//! Topic names and identifier validation for device messaging
//!
//! Topic names are opaque strings to the publish core. The constants below are
//! the deployment's channel convention, not a protocol constraint.

use thiserror::Error;

/// Device announcement, sent on every successful connect
pub const TOPIC_HELLO: &str = "hello";
/// Telemetry and statistics reports
pub const TOPIC_STATS: &str = "receive-from-jetson";
/// Alert notifications
pub const TOPIC_ALERTS: &str = "alerts";
/// Notices about recorded video files
pub const TOPIC_FILES: &str = "video-files";
/// Inbound command channel
pub const TOPIC_COMMANDS: &str = "commands";

/// All topics used by a device deployment
pub const DEVICE_TOPICS: [&str; 5] = [
    TOPIC_HELLO,
    TOPIC_STATS,
    TOPIC_ALERTS,
    TOPIC_FILES,
    TOPIC_COMMANDS,
];

/// Check that a topic can be published to.
///
/// Publishing requires a concrete topic name: no wildcards, no NUL, non-empty.
/// A message with an unpublishable topic would sit at the head of the outbox
/// forever, so it is rejected before it gets there.
pub fn validate_publish_topic(topic: &str) -> Result<(), ValidationError> {
    if topic.is_empty() {
        return Err(ValidationError::EmptyTopic);
    }
    if let Some(ch) = topic.chars().find(|c| matches!(c, '+' | '#' | '\0')) {
        return Err(ValidationError::InvalidTopicChar(ch));
    }
    Ok(())
}

/// Check a subscription filter: `+` must fill a whole level and `#` must be the
/// last level.
pub fn validate_topic_filter(filter: &str) -> Result<(), ValidationError> {
    if filter.is_empty() {
        return Err(ValidationError::EmptyTopic);
    }

    let levels: Vec<&str> = filter.split('/').collect();
    for (index, level) in levels.iter().enumerate() {
        if level.contains('\0') {
            return Err(ValidationError::InvalidTopicChar('\0'));
        }
        if level.contains('+') && *level != "+" {
            return Err(ValidationError::InvalidFilter(filter.to_string()));
        }
        if level.contains('#') && (*level != "#" || index != levels.len() - 1) {
            return Err(ValidationError::InvalidFilter(filter.to_string()));
        }
    }
    Ok(())
}

pub fn validate_device_id(device_id: &str) -> Result<(), ValidationError> {
    if device_id.is_empty() {
        return Err(ValidationError::EmptyDeviceId);
    }

    for ch in device_id.chars() {
        if !ch.is_ascii_alphanumeric() && ch != '.' && ch != '_' && ch != '-' {
            return Err(ValidationError::InvalidDeviceIdChar(ch));
        }
    }

    Ok(())
}

/// Validation errors for topics and identifiers
#[derive(Debug, Error, PartialEq)]
pub enum ValidationError {
    #[error("Device ID cannot be empty")]
    EmptyDeviceId,
    #[error("Device ID contains invalid character: '{0}'")]
    InvalidDeviceIdChar(char),
    #[error("Topic cannot be empty")]
    EmptyTopic,
    #[error("Topic contains invalid character: '{0}'")]
    InvalidTopicChar(char),
    #[error("Invalid topic filter: {0}")]
    InvalidFilter(String),
}
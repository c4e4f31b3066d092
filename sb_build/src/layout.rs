// This Source Code Form is subject to the terms of the Mozilla Public
// License, v. 2.0. If a copy of the MPL was not distributed with this
// file, You can obtain one at https://mozilla.org/MPL/2.0/.

use crate::matrix::{BuildConfig, RsaBits};
use std::path::{Path, PathBuf};

/// SoC id given to `socsec make_secure_bl1_image`.
pub const SIGN_SOC: &str = "1030";
/// SoC id given to `socsec verify`; OTP templates target the A0 stepping.
pub const VERIFY_SOC: &str = "1030A0";

/// Each configuration is signed once with each of the three OEM keys.
pub const KEY_INDICES: [u8; 3] = [0, 1, 2];

const BOARD_DIR: &str = "boards/arm/ast1030_evb";

/// External programs invoked by the build.
#[derive(Clone, Debug, PartialEq, Eq)]
#[cfg_attr(feature = "clap", derive(clap::Parser))]
pub struct Tools {
    /// OTP image generator
    #[cfg_attr(feature = "clap", clap(long, default_value = "otptool"))]
    pub otptool: PathBuf,
    /// Secure bootloader image signer and verifier
    #[cfg_attr(feature = "clap", clap(long, default_value = "socsec"))]
    pub socsec: PathBuf,
}

impl Tools {
    /// Anchors relative tool paths such as `./bin/socsec` at `cwd`. Tools
    /// run from the root directory, so a relative path would otherwise be
    /// looked up there. Bare names are left for `PATH` lookup.
    pub fn resolve(self, cwd: &Path) -> Self {
        let anchor = |p: PathBuf| {
            if p.is_relative() && p.components().count() > 1 {
                cwd.join(p)
            } else {
                p
            }
        };
        Self {
            otptool: anchor(self.otptool),
            socsec: anchor(self.socsec),
        }
    }
}

impl Default for Tools {
    fn default() -> Self {
        Self {
            otptool: PathBuf::from("otptool"),
            socsec: PathBuf::from("socsec"),
        }
    }
}

/// Where every input and output of the build lives, relative to a
/// Zephyr application root.
#[derive(Clone, Debug)]
pub struct Layout {
    root: PathBuf,
    tools: Tools,
}

impl Layout {
    pub fn new(root: impl Into<PathBuf>, tools: Tools) -> Self {
        Self {
            root: root.into(),
            tools,
        }
    }

    pub fn root(&self) -> &Path {
        &self.root
    }

    pub fn tools(&self) -> &Tools {
        &self.tools
    }

    fn board(&self) -> PathBuf {
        self.root.join(BOARD_DIR)
    }

    /// The unsigned Zephyr image.
    pub fn image(&self) -> PathBuf {
        self.root.join("build/zephyr/zephyr.bin")
    }

    pub fn key_folder(&self) -> PathBuf {
        self.board().join("key")
    }

    pub fn aes_key(&self) -> PathBuf {
        self.key_folder().join("test_aes_key.bin")
    }

    pub fn signing_key(&self, rsa: RsaBits, kid: u8) -> PathBuf {
        self.key_folder()
            .join(format!("test_oem_dss_private_key_{}_{kid}.pem", rsa.bits()))
    }

    pub fn secondary_key(&self, key: &str) -> PathBuf {
        self.key_folder().join(key)
    }

    pub fn otp_template(&self, config: &BuildConfig) -> PathBuf {
        self.board().join("otp_config").join(config.otp())
    }

    pub fn uart_script(&self) -> PathBuf {
        self.board().join("tools/gen_uart_booting_image.sh")
    }

    pub fn output_root(&self) -> PathBuf {
        self.root.join("build/sb_bin")
    }

    pub fn output_dir(&self, config: &BuildConfig) -> PathBuf {
        self.output_root().join(config.name())
    }

    /// Written by `otptool` into the output directory.
    pub fn otp_image(&self, config: &BuildConfig) -> PathBuf {
        self.output_dir(config).join("otp-all.image")
    }

    pub fn signed_image(&self, config: &BuildConfig, kid: u8) -> PathBuf {
        self.output_dir(config).join(format!("sec_zephyr_{kid}.bin"))
    }

    pub fn signed_uart_image(&self, config: &BuildConfig, kid: u8) -> PathBuf {
        self.output_dir(config)
            .join(format!("sec_uart_zephyr_{kid}.bin"))
    }

    pub fn plain_image(&self, config: &BuildConfig) -> PathBuf {
        self.output_dir(config).join("zephyr.bin")
    }

    pub fn plain_uart_image(&self, config: &BuildConfig) -> PathBuf {
        self.output_dir(config).join("uart_zephyr.bin")
    }
}
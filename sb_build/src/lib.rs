// This Source Code Form is subject to the terms of the Mozilla Public
// License, v. 2.0. If a copy of the MPL was not distributed with this
// file, You can obtain one at https://mozilla.org/MPL/2.0/.

//! Builds the AST1030 secure-boot image matrix by driving `otptool`,
//! `socsec` and the UART image script once per configuration.

pub mod layout;
pub mod matrix;
pub mod orchestrator;
pub mod plan;
pub mod runner;

use std::path::PathBuf;
use std::process::ExitStatus;

#[derive(thiserror::Error, Debug)]
pub enum Error {
    #[error("`{command}` failed with {status}")]
    CommandFailed {
        command: String,
        status: ExitStatus,
        stdout: String,
        stderr: String,
    },

    #[error("could not start `{command}`: {source}")]
    Spawn {
        command: String,
        #[source]
        source: std::io::Error,
    },

    #[error("io error on {}: {source}", .path.display())]
    Io {
        path: PathBuf,
        #[source]
        source: std::io::Error,
    },

    #[error("could not copy {} to {}: {source}", .from.display(), .to.display())]
    Copy {
        from: PathBuf,
        to: PathBuf,
        #[source]
        source: std::io::Error,
    },

    #[error("could not parse matrix file: {0}")]
    MatrixParse(#[from] toml::de::Error),

    #[error("matrix has no configurations")]
    EmptyMatrix,

    #[error("configuration name `{0}` appears more than once")]
    DuplicateName(String),

    #[error("configuration name `{0}` is not a plain directory name")]
    InvalidName(String),

    #[error("{name}: unsupported RSA modulus size {bits}")]
    InvalidRsaBits { name: String, bits: u32 },

    #[error("{name}: unsupported SHA digest width {bits}")]
    InvalidShaBits { name: String, bits: u32 },

    #[error("{name}: encryption option must be 1 or 2, got {option:?}")]
    InvalidOption { name: String, option: Option<u8> },

    #[error("{name}: encryption option 2 requires `rsa_aes`")]
    MissingSecondaryKey { name: String },

    #[error("{name}: `option` is only valid when `encrypt` is set")]
    UnexpectedOption { name: String },

    #[error("{name}: `rsa_aes` is only valid with encryption option 2")]
    UnexpectedSecondaryKey { name: String },

    #[error("no configuration named `{0}`")]
    UnknownConfig(String),
}

impl Error {
    pub(crate) fn io(path: impl Into<PathBuf>) -> impl FnOnce(std::io::Error) -> Error {
        let path = path.into();
        move |source| Error::Io { path, source }
    }
}
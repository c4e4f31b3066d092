// This Source Code Form is subject to the terms of the Mozilla Public
// License, v. 2.0. If a copy of the MPL was not distributed with this
// file, You can obtain one at https://mozilla.org/MPL/2.0/.

use crate::layout::Layout;
use crate::matrix::{BuildConfig, Matrix};
use crate::plan::{self, Step};
use crate::runner::CommandRunner;
use crate::Error;
use log::info;
use std::path::PathBuf;

/// What a successful run produced.
#[derive(Debug, Default, PartialEq, Eq)]
pub struct Report {
    pub commands: usize,
    pub output_dirs: Vec<PathBuf>,
}

fn execute(steps: &[Step], runner: &mut dyn CommandRunner) -> Result<usize, Error> {
    let mut commands = 0;
    for step in steps {
        info!("{step}");
        match step {
            Step::CreateDir(dir) => {
                std::fs::create_dir_all(dir).map_err(Error::io(dir))?;
            }
            Step::Copy { from, to } => {
                std::fs::copy(from, to).map_err(|source| Error::Copy {
                    from: from.clone(),
                    to: to.clone(),
                    source,
                })?;
            }
            Step::Run(cmd) => {
                runner.run(cmd)?;
                commands += 1;
            }
        }
    }
    Ok(commands)
}

/// Builds one configuration. The output root must already exist.
pub fn run_config(
    layout: &Layout,
    config: &BuildConfig,
    runner: &mut dyn CommandRunner,
) -> Result<usize, Error> {
    info!("=== {config} ===");
    execute(&plan::plan_config(layout, config), runner)
}

/// Builds every configuration in table order, stopping at the first
/// failure. Partially written output directories are left in place.
pub fn run_all(
    layout: &Layout,
    matrix: &Matrix,
    runner: &mut dyn CommandRunner,
) -> Result<Report, Error> {
    let root = layout.output_root();
    info!("{}", Step::CreateDir(root.clone()));
    std::fs::create_dir_all(&root).map_err(Error::io(&root))?;

    let mut report = Report::default();
    for config in matrix {
        report.commands += run_config(layout, config, runner)?;
        report.output_dirs.push(layout.output_dir(config));
    }
    Ok(report)
}

/// Inputs the build would read that are not present on disk.
pub fn preflight(layout: &Layout, matrix: &Matrix) -> Vec<PathBuf> {
    plan::inputs(layout, matrix)
        .into_iter()
        .filter(|p| !p.is_file())
        .collect()
}
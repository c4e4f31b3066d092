// This Source Code Form is subject to the terms of the Mozilla Public
// License, v. 2.0. If a copy of the MPL was not distributed with this
// file, You can obtain one at https://mozilla.org/MPL/2.0/.

use anyhow::{bail, Context, Result};
use clap::Parser;
use colored::Colorize;
use log::{error, info};
use sb_build::{
    layout::{Layout, Tools},
    matrix::Matrix,
    orchestrator, plan,
    runner::ProcessRunner,
    Error,
};
use std::path::{Path, PathBuf};

/// Builds signed, encrypted and UART-bootable AST1030 images for every
/// configuration in the secure-boot matrix.
#[derive(Debug, Parser)]
#[command(version)]
struct Opts {
    /// Zephyr application root containing `build/zephyr/zephyr.bin` and
    /// `boards/arm/ast1030_evb`
    root_dir: PathBuf,

    /// TOML file of `[[config]]` entries to build instead of the built-in
    /// matrix
    #[clap(long)]
    matrix: Option<PathBuf>,

    /// Only build the named configuration (may be repeated)
    #[clap(long = "only", value_name = "NAME")]
    only: Vec<String>,

    /// Print the commands that would run, without running them
    #[clap(short = 'n', long)]
    dry_run: bool,

    /// Start even if some input files are missing
    #[clap(long)]
    skip_preflight: bool,

    #[clap(flatten)]
    tools: Tools,

    /// Log captured tool output
    #[clap(short, long)]
    verbose: bool,
}

/// The banner printed for a failed tool, with whatever it wrote.
fn failure_report(err: &Error) -> Option<String> {
    let Error::CommandFailed {
        command,
        stdout,
        stderr,
        ..
    } = err
    else {
        return None;
    };

    let mut report = format!("{}: {command}\n", "FAILED".red());
    if !stdout.trim().is_empty() {
        report += &format!("{}\n{stdout}", "--- stdout ---".yellow());
    }
    if !stderr.trim().is_empty() {
        report += &format!("{}\n{stderr}", "--- stderr ---".yellow());
    }
    Some(report)
}

/// `cwd` anchors relative tool paths given on the command line.
fn run(opts: Opts, cwd: &Path) -> Result<()> {
    let root = opts
        .root_dir
        .canonicalize()
        .with_context(|| format!("could not open root {}", opts.root_dir.display()))?;

    let matrix = match &opts.matrix {
        Some(path) => {
            Matrix::load(path).with_context(|| format!("loading {}", path.display()))?
        }
        None => Matrix::ast1030()?,
    };
    let matrix = if opts.only.is_empty() {
        matrix
    } else {
        matrix.select(opts.only.as_slice())?
    };

    let layout = Layout::new(root, opts.tools.resolve(cwd));

    if opts.dry_run {
        for step in plan::plan_all(&layout, &matrix) {
            println!("{step}");
        }
        return Ok(());
    }

    if !opts.skip_preflight {
        let missing = orchestrator::preflight(&layout, &matrix);
        if !missing.is_empty() {
            for path in &missing {
                error!("missing input: {}", path.display());
            }
            bail!("{} input file(s) missing", missing.len());
        }
    }

    let report = orchestrator::run_all(&layout, &matrix, &mut ProcessRunner)?;

    info!(
        "built {} configuration(s) with {} command(s) under {}",
        report.output_dirs.len(),
        report.commands,
        layout.output_root().display()
    );
    Ok(())
}

fn main() -> Result<()> {
    let opts = Opts::parse();

    let level = if opts.verbose { "debug" } else { "info" };
    env_logger::Builder::from_env(env_logger::Env::default().default_filter_or(level)).init();

    let cwd = std::env::current_dir().context("could not get current directory")?;
    run(opts, &cwd).map_err(|e| {
        if let Some(report) = e.downcast_ref::<Error>().and_then(failure_report) {
            eprint!("{report}");
        }
        e
    })
}

#[cfg(all(test, unix))]
#[path = "../../sb_build/tests/common/mod.rs"]
mod common;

§ Work instruction
When a line in the records above contains the word "common", copy it.

§ Result below
#[path = "../../sb_build/tests/common/mod.rs"]
mod common;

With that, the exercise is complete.